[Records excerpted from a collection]
=== Begin Enclosure ===
// file: src/lib.rs
// description: library entry point and public api exports
// reference: rust library patterns
#![doc = include_str!(concat!(env!("CARGO_MANIFEST_DIR"), "/readme.md"))]

pub mod cache;
pub mod config;
pub mod error;
pub mod mirror;
pub mod models;
pub mod parser;
pub mod pipeline;
pub mod remote;
pub mod utils;

pub use cache::{SnapshotCache, SyncStatus};
pub use config::{Config, ContentConfig, MirrorConfig, RemoteConfig, SchedulerConfig};
pub use error::{MirrorError, Result};
pub use mirror::{DiskMirror, MirrorContents};
pub use models::{DiskManifest, ManifestEntry, Post, Snapshot, SnapshotOrigin};
pub use parser::{MarkdownRenderer, PostTransformer, slugify};
pub use pipeline::{Scheduler, SyncOrchestrator, SyncOutput, SyncService, SyncStats, should_publish};
pub use remote::{ContentSource, GitHubClient};
pub use utils::{HealthStatus, OperationTimer, Validator};
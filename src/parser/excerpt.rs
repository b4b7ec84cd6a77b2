// file: src/parser/excerpt.rs
// description: title extraction and plain-text excerpt generation
// reference: https://github.github.com/gfm/

use crate::parser::patterns::{FENCED_CODE, HEADING_LINE, TITLE_LINE, WHITESPACE_RUN};
use crate::parser::slug::strip_extension;
use crate::utils::Validator;

pub const ELLIPSIS: &str = "...";

/// Text of the first non-blank heading line, else the file name without its
/// extension.
pub fn extract_title(content: &str, path: &str) -> String {
    if let Some(title) = TITLE_LINE
        .captures_iter(content)
        .filter_map(|caps| caps.get(1))
        .map(|m| m.as_str().trim())
        .find(|title| !title.is_empty())
    {
        return title.to_string();
    }

    let file_name = path.rsplit(['/', '\\']).next().unwrap_or(path);
    strip_extension(file_name).to_string()
}

/// Plain-text preview: fenced code and heading lines removed, whitespace
/// collapsed, cut to `max_chars` code points plus [`ELLIPSIS`].
pub fn make_excerpt(content: &str, max_chars: usize) -> String {
    let without_code = FENCED_CODE.replace_all(content, " ");
    let without_headings = HEADING_LINE.replace_all(&without_code, " ");
    let collapsed = WHITESPACE_RUN.replace_all(&without_headings, " ");

    Validator::truncate_chars(collapsed.trim(), max_chars, ELLIPSIS)
}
=== End Enclosure ===
Whenever a line above has the word "error" in it, copy that line.

pub mod error;
pub use error::{MirrorError, Result};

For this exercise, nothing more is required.